• [Directions for this task]
Each entry below has to be written out again exactly.

Saved entries
>>>

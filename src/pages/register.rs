//! Register Screen

use leptos::prelude::*;
use leptos::task::spawn_local;

use crate::api::{use_api, RegisterArgs};
use crate::context::{use_app_context, Screen};
use crate::models::Sex;
use crate::services::use_dialog;

#[component]
pub fn RegisterPage() -> impl IntoView {
    let api = use_api();
    let ctx = use_app_context();
    let dialog = use_dialog();
    let username = RwSignal::new(String::new());
    let email = RwSignal::new(String::new());
    let password = RwSignal::new(String::new());
    let company = RwSignal::new(String::new());
    let phone = RwSignal::new(String::new());
    let sex = RwSignal::new(Sex::Other);

    let on_submit = move |ev: web_sys::SubmitEvent| {
        ev.prevent_default();
        let api = api.clone();
        spawn_local(async move {
            let (username, email, password, company, phone) = (
                username.get_untracked(),
                email.get_untracked(),
                password.get_untracked(),
                company.get_untracked(),
                phone.get_untracked(),
            );
            let args = RegisterArgs {
                username: username.trim(),
                email: email.trim(),
                password: &password,
                company: company.trim(),
                phone: phone.trim(),
                sex: sex.get_untracked(),
            };
            match api.register(&args).await {
                Ok(()) => ctx.navigate(Screen::Login),
                Err(err) => dialog.info(err.user_message("An error occurred. Please try again.")),
            }
        });
    };

    let text_field = move |label: &'static str, kind: &'static str, value: RwSignal<String>| {
        view! {
            <label>
                {label}
                <input
                    type=kind
                    required
                    prop:value=move || value.get()
                    on:input=move |ev| value.set(event_target_value(&ev))
                />
            </label>
        }
    };

    view! {
        <div class="auth-page">
            <h1>"Create account"</h1>
            <form class="auth-form" on:submit=on_submit>
                {text_field("Username", "text", username)}
                {text_field("Email Address", "email", email)}
                {text_field("Password", "password", password)}
                {text_field("Company", "text", company)}
                {text_field("Phone", "tel", phone)}
                <label>
                    "Sex"
                    <select on:change=move |ev| sex.set(Sex::parse(&event_target_value(&ev)))>
                        {Sex::ALL
                            .into_iter()
                            .map(|option| view! {
                                <option value=option.as_str() prop:selected=move || sex.get() == option>
                                    {option.label()}
                                </option>
                            })
                            .collect_view()}
                    </select>
                </label>
                <button type="submit" class="primary-btn">"Register"</button>
            </form>
            <p class="auth-switch">
                "Already have an account? "
                <a href="#" on:click=move |ev| {
                    ev.prevent_default();
                    ctx.navigate(Screen::Login);
                }>"Sign in"</a>
            </p>
        </div>
    }
}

<<<

• [Result]
filename src/pages/register.rs
//! Register Screen

use leptos::prelude::*;
use leptos::task::spawn_local;

use crate::api::{use_api, RegisterArgs};
use crate::context::{use_app_context, Screen};
use crate::models::Sex;
use crate::services::use_dialog;

#[component]
pub fn RegisterPage() -> impl IntoView {
    let api = use_api();
    let ctx = use_app_context();
    let dialog = use_dialog();
    let username = RwSignal::new(String::new());
    let email = RwSignal::new(String::new());
    let password = RwSignal::new(String::new());
    let company = RwSignal::new(String::new());
    let phone = RwSignal::new(String::new());
    let sex = RwSignal::new(Sex::Other);

    let on_submit = move |ev: web_sys::SubmitEvent| {
        ev.prevent_default();
        let api = api.clone();
        spawn_local(async move {
            let (username, email, password, company, phone) = (
                username.get_untracked(),
                email.get_untracked(),
                password.get_untracked(),
                company.get_untracked(),
                phone.get_untracked(),
            );
            let args = RegisterArgs {
                username: username.trim(),
                email: email.trim(),
                password: &password,
                company: company.trim(),
                phone: phone.trim(),
                sex: sex.get_untracked(),
            };
            match api.register(&args).await {
                Ok(()) => ctx.navigate(Screen::Login),
                Err(err) => dialog.info(err.user_message("An error occurred. Please try again.")),
            }
        });
    };

    let text_field = move |label: &'static str, kind: &'static str, value: RwSignal<String>| {
        view! {
            <label>
                {label}
                <input
                    type=kind
                    required
                    prop:value=move || value.get()
                    on:input=move |ev| value.set(event_target_value(&ev))
                />
            </label>
        }
    };

    view! {
        <div class="auth-page">
            <h1>"Create account"</h1>
            <form class="auth-form" on:submit=on_submit>
                {text_field("Username", "text", username)}
                {text_field("Email Address", "email", email)}
                {text_field("Password", "password", password)}
                {text_field("Company", "text", company)}
                {text_field("Phone", "tel", phone)}
                <label>
                    "Sex"
                    <select on:change=move |ev| sex.set(Sex::parse(&event_target_value(&ev)))>
                        {Sex::ALL
                            .into_iter()
                            .map(|option| view! {
                                <option value=option.as_str() prop:selected=move || sex.get() == option>
                                    {option.label()}
                                </option>
                            })
                            .collect_view()}
                    </select>
                </label>
                <button type="submit" class="primary-btn">"Register"</button>
            </form>
            <p class="auth-switch">
                "Already have an account? "
                <a href="#" on:click=move |ev| {
                    ev.prevent_default();
                    ctx.navigate(Screen::Login);
                }>"Sign in"</a>
            </p>
        </div>
    }
}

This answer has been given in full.